*** Opening Entries supplied ***

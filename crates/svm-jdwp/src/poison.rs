use std::panic::Location;
use std::sync::{Mutex, MutexGuard};

/// Acquire `mutex`, treating poisoning as unrecoverable.
///
/// A poisoned registry means another thread panicked halfway through a mutation,
/// so the guarded state can no longer be trusted.
#[track_caller]
pub(crate) fn lock<'a, T>(mutex: &'a Mutex<T>, context: &'static str) -> MutexGuard<'a, T> {
    match mutex.lock() {
        Ok(guard) => guard,
        Err(err) => {
            let loc = Location::caller();
            tracing::error!(
                target: "svm.jdwp",
                context,
                file = loc.file(),
                line = loc.line(),
                column = loc.column(),
                error = %err,
                "mutex poisoned; aborting"
            );
            panic!("{context}: mutex poisoned");
        }
    }
}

*** Closing Entries supplied ***

- **What is required**: Would you retype exactly the lines above, from the line with "use std::panic::Location;" to the line with "longer be trusted.", with both end lines kept and nothing more?

- **Answer for the task**:
use std::panic::Location;
use std::sync::{Mutex, MutexGuard};

/// Acquire `mutex`, treating poisoning as unrecoverable.
///
/// A poisoned registry means another thread panicked halfway through a mutation,
/// so the guarded state can no longer be trusted.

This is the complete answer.